> _Your task_
Find the line with "self.entries.remove(key);" in the records below. Copy it and every line after it, up to and including the line with "impl KeyValueStore for FileStore".

(Stored items)
----

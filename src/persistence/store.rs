//! Key-value storage backends
//!
//! Saves and settings are small JSON strings; anything that can hold a
//! string under a key works as a backend.

use std::collections::BTreeMap;

use super::PersistenceError;

pub trait KeyValueStore {
    fn get(&self, key: &str) -> Result<Option<String>, PersistenceError>;
    fn set(&mut self, key: &str, value: &str) -> Result<(), PersistenceError>;
    fn remove(&mut self, key: &str) -> Result<(), PersistenceError>;
}

/// In-memory store for tests and headless runs
#[derive(Debug, Clone, Default)]
pub struct MemoryStore {
    entries: BTreeMap<String, String>,
}

impl MemoryStore {
    pub fn new() -> Self {
        Self::default()
    }
}

impl KeyValueStore for MemoryStore {
    fn get(&self, key: &str) -> Result<Option<String>, PersistenceError> {
        Ok(self.entries.get(key).cloned())
    }

    fn set(&mut self, key: &str, value: &str) -> Result<(), PersistenceError> {
        self.entries.insert(key.to_string(), value.to_string());
        Ok(())
    }

    fn remove(&mut self, key: &str) -> Result<(), PersistenceError> {
        self.entries.remove(key);
        Ok(())
    }
}

/// One `<key>.json` file per key inside a directory
#[cfg(not(target_arch = "wasm32"))]
#[derive(Debug, Clone)]
pub struct FileStore {
    dir: std::path::PathBuf,
}

#[cfg(not(target_arch = "wasm32"))]
impl FileStore {
    pub fn new(dir: impl Into<std::path::PathBuf>) -> Self {
        Self { dir: dir.into() }
    }

    fn path(&self, key: &str) -> std::path::PathBuf {
        self.dir.join(format!("{key}.json"))
    }
}

#[cfg(not(target_arch = "wasm32"))]
impl KeyValueStore for FileStore {
    fn get(&self, key: &str) -> Result<Option<String>, PersistenceError> {
        match std::fs::read_to_string(self.path(key)) {
            Ok(contents) => Ok(Some(contents)),
            Err(e) if e.kind() == std::io::ErrorKind::NotFound => Ok(None),
            Err(e) => Err(e.into()),
        }
    }

    /// Write to a temp file, then rename over the old value
    fn set(&mut self, key: &str, value: &str) -> Result<(), PersistenceError> {
        std::fs::create_dir_all(&self.dir)?;
        let path = self.path(key);
        let tmp = path.with_extension("json.tmp");
        std::fs::write(&tmp, value)?;
        std::fs::rename(&tmp, &path)?;
        Ok(())
    }

    fn remove(&mut self, key: &str) -> Result<(), PersistenceError> {
        match std::fs::remove_file(self.path(key)) {
            Err(e) if e.kind() != std::io::ErrorKind::NotFound => Err(e.into()),
            _ => Ok(()),
        }
    }
}

/// Browser LocalStorage
#[cfg(target_arch = "wasm32")]
#[derive(Debug, Clone, Default)]
pub struct LocalStorage;

#[cfg(target_arch = "wasm32")]
impl LocalStorage {
    fn storage() -> Result<web_sys::Storage, PersistenceError> {
        web_sys::window()
            .and_then(|w| w.local_storage().ok())
            .flatten()
            .ok_or_else(|| PersistenceError::Storage("LocalStorage unavailable".to_string()))
    }
}

#[cfg(target_arch = "wasm32")]
impl KeyValueStore for LocalStorage {
    fn get(&self, key: &str) -> Result<Option<String>, PersistenceError> {
        Self::storage()?
            .get_item(key)
            .map_err(|e| PersistenceError::Storage(format!("{e:?}")))
    }

    fn set(&mut self, key: &str, value: &str) -> Result<(), PersistenceError> {
        Self::storage()?
            .set_item(key, value)
            .map_err(|e| PersistenceError::Storage(format!("{e:?}")))
    }

    fn remove(&mut self, key: &str) -> Result<(), PersistenceError> {
        Self::storage()?
            .remove_item(key)
            .map_err(|e| PersistenceError::Storage(format!("{e:?}")))
    }
}
/// Complete simulation state
#[derive(Debug, Clone)]
pub struct GameState {
    /// Seed every cell is generated from
    pub world_seed: u32,
    /// Runtime randomness (drops, jitter, AI choices)
    pub rng: Pcg32,
    /// Simulation tick counter
    pub time_ticks: u64,
    pub hero: Hero,
    pub world: World,
    /// Active dungeon, replacing the overworld while set
    pub dungeon: Option<Dungeon>,
    /// Overworld position to return to when leaving the dungeon
    pub overworld_return: Option<Vec2>,
    /// Enemy arena
    pub enemies: BTreeMap<EnemyId, Enemy>,
    pub hero_bullets: Vec<Bullet>,
    pub enemy_bullets: Vec<Bullet>,
    /// Discs within the hero's visibility radius
    pub active_discs: BTreeSet<DiscId>,
    pub boss_fight: Option<BossFight>,
    pub active_loot: Option<LootRef>,
    /// Sound cues raised this frame
    pub sounds: Vec<SoundKey>,
    pub settings: Settings,
    /// Next runtime enemy serial per area
    spawn_serials: BTreeMap<AreaId, u32>,
    next_dungeon: u32,
}

impl GameState {
    /// Create a new game with default settings
    pub fn new(world_seed: u32) -> Self {
        Self::with_settings(world_seed, Settings::default())
    }

    pub fn with_settings(world_seed: u32, settings: Settings) -> Self {
        let mut state = Self {
            world_seed,
            rng: Pcg32::seed_from_u64(u64::from(world_seed)),
            time_ticks: 0,
            hero: Hero::new(1),
            world: World::new(world_seed, settings.cell_cache_capacity),
            dungeon: None,
            overworld_return: None,
            enemies: BTreeMap::new(),
            hero_bullets: Vec::new(),
            enemy_bullets: Vec::new(),
            active_discs: BTreeSet::new(),
            boss_fight: None,
            active_loot: None,
            sounds: Vec::new(),
            settings,
            spawn_serials: BTreeMap::new(),
            next_dungeon: 0,
        };
        state.refresh_active_area();
        state.hero.disc = state.closest_active_disc(state.hero.pos);
        state
    }

    pub fn in_dungeon(&self) -> bool {
        self.dungeon.is_some()
    }

    /// Look up a disc in its owning cell or dungeon
    pub fn disc(&self, id: DiscId) -> Option<&Disc> {
        let discs = match id.area {
            AreaId::Cell { x, y } => &self.world.cell(x, y)?.discs,
            AreaId::Dungeon(serial) => &self.dungeon.as_ref().filter(|d| d.id == serial)?.discs,
        };
        match discs.get(id.index as usize) {
            Some(disc) if disc.id == id => Some(disc),
            _ => discs.iter().find(|d| d.id == id),
        }
    }

    pub fn disc_mut(&mut self, id: DiscId) -> Option<&mut Disc> {
        let discs = match id.area {
            AreaId::Cell { x, y } => &mut self.world.cell_mut(x, y)?.discs,
            AreaId::Dungeon(serial) => &mut self.dungeon.as_mut().filter(|d| d.id == serial)?.discs,
        };
        let index = match discs.get(id.index as usize) {
            Some(disc) if disc.id == id => id.index as usize,
            _ => discs.iter().position(|d| d.id == id)?,
        };
        discs.get_mut(index)
    }

    /// Discs within the hero's visibility radius, in id order
    pub fn active_disc_list(&self) -> Vec<&Disc> {
        self.active_discs.iter().filter_map(|id| self.disc(*id)).collect()
    }

    /// Active disc whose surface is nearest to `point`
    pub fn closest_active_disc(&self, point: Vec2) -> Option<DiscId> {
        find_closest_disc(point, self.active_disc_list()).map(|d| d.id)
    }

    /// True if the enemy stands on (or, when unplaced, belongs to) an active disc
    pub fn is_enemy_active(&self, enemy: &Enemy) -> bool {
        self.active_discs.contains(&enemy.disc.unwrap_or(enemy.home))
    }

    pub fn active_enemies(&self) -> impl Iterator<Item = &Enemy> + '_ {
        self.enemies.values().filter(|e| self.is_enemy_active(e))
    }

    /// Reserve an enemy id for a runtime spawn in `area`
    pub fn allocate_enemy_id(&mut self, area: AreaId) -> EnemyId {
        let serial = self.spawn_serials.entry(area).or_insert(0);
        let id = EnemyId::new(area, *serial);
        *serial += 1;
        id
    }

    /// Add generated enemies to the arena and reserve their serials
    pub fn insert_enemies(&mut self, enemies: Vec<Enemy>) {
        for enemy in enemies {
            let next = self.spawn_serials.entry(enemy.id.area).or_insert(0);
            *next = (*next).max(enemy.id.serial + 1);
            self.enemies.insert(enemy.id, enemy);
        }
    }

    /// Spawn an enemy at runtime on `home`
    pub fn spawn_enemy(
        &mut self,
        definition: &'static EnemyDefinition,
        pos: Vec2,
        home: DiscId,
        level: u32,
    ) -> EnemyId {
        let id = self.allocate_enemy_id(home.area);
        let enemy = create_enemy(&mut self.rng, id, pos, home, definition, level);
        if let Some(disc) = self.disc_mut(home) {
            disc.enemies.push(id);
        }
        self.enemies.insert(id, enemy);
        id
    }

    /// Drop every enemy that belongs to `area`
    pub fn purge_area(&mut self, area: AreaId) {
        self.enemies.retain(|id, _| id.area != area);
        self.spawn_serials.remove(&area);
    }

    /// Make sure the area around the hero is generated and mark its discs active
    ///
    /// Overworld cells covering the visibility radius are generated on demand
    /// and the cache is trimmed, never evicting the cells just marked active.
    pub fn refresh_active_area(&mut self) {
        let radius = self.settings.visibility_radius;
        let hero_pos = self.hero.pos;
        if let Some(dungeon) = &self.dungeon {
            self.active_discs = dungeon.discs.iter().map(|d| d.id).collect();
            return;
        }

        let keep: BTreeSet<(i32, i32)> = cells_in_radius(hero_pos, radius).into_iter().collect();
        for &(x, y) in &keep {
            if let Some(spawned) = self.world.ensure_cell(x, y) {
                self.insert_enemies(spawned);
            }
        }
        for (x, y) in self.world.evict(&keep) {
            self.purge_area(AreaId::Cell { x, y });
        }

        self.active_discs = keep
            .iter()
            .filter_map(|&(x, y)| self.world.cell(x, y))
            .flat_map(|cell| cell.discs.iter())
            .filter(|disc| disc.pos.distance(hero_pos) <= radius + disc.radius)
            .map(|disc| disc.id)
            .collect();
    }

    /// Move the hero into a freshly generated dungeon
    pub fn enter_dungeon(&mut self, recipe: DungeonRecipe) {
        // Going deeper keeps the original way home
        if !self.in_dungeon() {
            self.overworld_return = Some(self.hero.pos);
        }
        self.leave_dungeon_silently();
        let serial = self.next_dungeon;
        self.next_dungeon += 1;
        let (dungeon, spawned) = create_dungeon(serial, recipe);
        log::info!(
            "Entering {} (level {}, {} discs)",
            dungeon.name,
            dungeon.level,
            dungeon.discs.len()
        );
        self.hero.pos = dungeon.entrance;
        self.dungeon = Some(dungeon);
        self.insert_enemies(spawned);
        self.reset_transient();
        self.refresh_active_area();
        self.hero.disc = self.closest_active_disc(self.hero.pos);
    }

    /// Return to the overworld position the dungeon was entered from
    pub fn leave_dungeon(&mut self) {
        if !self.in_dungeon() {
            return;
        }
        log::info!("Leaving dungeon");
        self.leave_dungeon_silently();
        self.hero.pos = self.overworld_return.take().unwrap_or(Vec2::ZERO);
        self.reset_transient();
        self.refresh_active_area();
        self.hero.disc = self.closest_active_disc(self.hero.pos);
    }

    /// Follow a portal
    pub fn travel(&mut self, destination: PortalDestination) {
        match destination {
            PortalDestination::Dungeon(recipe) => self.enter_dungeon(recipe),
            PortalDestination::Overworld if self.in_dungeon() => self.leave_dungeon(),
            PortalDestination::Overworld => {
                self.hero.pos = Vec2::ZERO;
                self.reset_transient();
                self.refresh_active_area();
                self.hero.disc = self.closest_active_disc(self.hero.pos);
            }
        }
    }

    /// Bring a defeated hero back at the overworld origin, abandoning any dungeon
    pub fn respawn_hero(&mut self) {
        log::info!("Hero fell at level {}; respawning", self.hero.level);
        self.leave_dungeon_silently();
        self.overworld_return = None;
        self.hero.respawn(Vec2::ZERO);
        self.reset_transient();
        self.refresh_active_area();
        self.hero.disc = self.closest_active_disc(self.hero.pos);
    }

    fn leave_dungeon_silently(&mut self) {
        if let Some(dungeon) = self.dungeon.take() {
            self.purge_area(AreaId::Dungeon(dungeon.id));
        }
    }

    fn reset_transient(&mut self) {
        self.hero_bullets.clear();
        self.enemy_bullets.clear();
        self.boss_fight = None;
        self.active_loot = None;
        self.hero.disc = None;
    }
}

#[cfg(test)]
mod tests {
    use super::*;
    use crate::world::DungeonKind;

    #[test]
    fn test_new_state_places_hero_on_a_disc() {
        let state = GameState::new(42);
        let disc = state.hero.disc.and_then(|id| state.disc(id));
        assert!(disc.is_some());
        assert!(disc.is_some_and(|d| d.contains_point(state.hero.pos)));
        assert!(!state.active_discs.is_empty());
    }

    #[test]
    fn test_disc_lookup_by_id() {
        let state = GameState::new(42);
        for id in &state.active_discs {
            assert_eq!(state.disc(*id).map(|d| d.id), Some(*id));
        }
        let missing = DiscId::new(AreaId::Cell { x: 999, y: 999 }, 0);
        assert!(state.disc(missing).is_none());
    }

    #[test]
    fn test_input_edges() {
        let first = InputSnapshot::default().advance(BTreeSet::from([GameKey::Up, GameKey::Charge]), None);
        assert!(first.was_pressed(GameKey::Charge));
        let second = first.advance(BTreeSet::from([GameKey::Up]), None);
        assert!(!second.was_pressed(GameKey::Up));
        assert!(second.released.contains(&GameKey::Charge));
        assert_eq!(second.move_direction(), Vec2::new(0.0, -1.0));
    }

    #[test]
    fn test_runtime_ids_follow_generated_ones() {
        let mut state = GameState::new(7);
        let area = AreaId::Dungeon(77);
        let home = DiscId::new(area, 0);
        let enemy = create_enemy(
            &mut state.rng,
            EnemyId::new(area, 4),
            Vec2::ZERO,
            home,
            &crate::content::SLIME,
            1,
        );
        state.insert_enemies(vec![enemy]);
        assert_eq!(state.allocate_enemy_id(area), EnemyId::new(area, 5));
        state.purge_area(area);
        assert!(state.enemies.keys().all(|id| id.area != area));
    }

    #[test]
    fn test_dungeon_round_trip_restores_position() {
        let mut state = GameState::new(3);
        state.hero.pos = Vec2::new(30.0, -20.0);
        state.enter_dungeon(DungeonRecipe {
            seed: 11,
            level: 4,
            kind: DungeonKind::Cavern,
        });
        assert!(state.in_dungeon());
        let dungeon_id = state.dungeon.as_ref().map(|d| d.id);
        assert!(state.enemies.keys().any(|id| Some(id.area) == dungeon_id.map(AreaId::Dungeon)));
        assert!(state.active_discs.iter().all(|id| matches!(id.area, AreaId::Dungeon(_))));

        state.travel(PortalDestination::Overworld);
        assert!(!state.in_dungeon());
        assert_eq!(state.hero.pos, Vec2::new(30.0, -20.0));
        assert!(state.enemies.keys().all(|id| !matches!(id.area, AreaId::Dungeon(_))));
    }

    #[test]
    fn test_nested_dungeon_returns_to_overworld_entry() {
        let mut state = GameState::new(3);
        state.hero.pos = Vec2::new(30.0, -20.0);
        let recipe = |seed| DungeonRecipe {
            seed,
            level: 4,
            kind: DungeonKind::Gauntlet,
        };
        state.enter_dungeon(recipe(11));
        state.travel(PortalDestination::Dungeon(recipe(12)));
        assert_eq!(state.dungeon.as_ref().map(|d| d.recipe.seed), Some(12));
        state.travel(PortalDestination::Overworld);
        assert_eq!(state.hero.pos, Vec2::new(30.0, -20.0));
    }
}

----

> _Written reply_
        self.entries.remove(key);
        Ok(())
    }
}

/// One `<key>.json` file per key inside a directory
#[cfg(not(target_arch = "wasm32"))]
#[derive(Debug, Clone)]
pub struct FileStore {
    dir: std::path::PathBuf,
}

#[cfg(not(target_arch = "wasm32"))]
impl FileStore {
    pub fn new(dir: impl Into<std::path::PathBuf>) -> Self {
        Self { dir: dir.into() }
    }

    fn path(&self, key: &str) -> std::path::PathBuf {
        self.dir.join(format!("{key}.json"))
    }
}

#[cfg(not(target_arch = "wasm32"))]
impl KeyValueStore for FileStore {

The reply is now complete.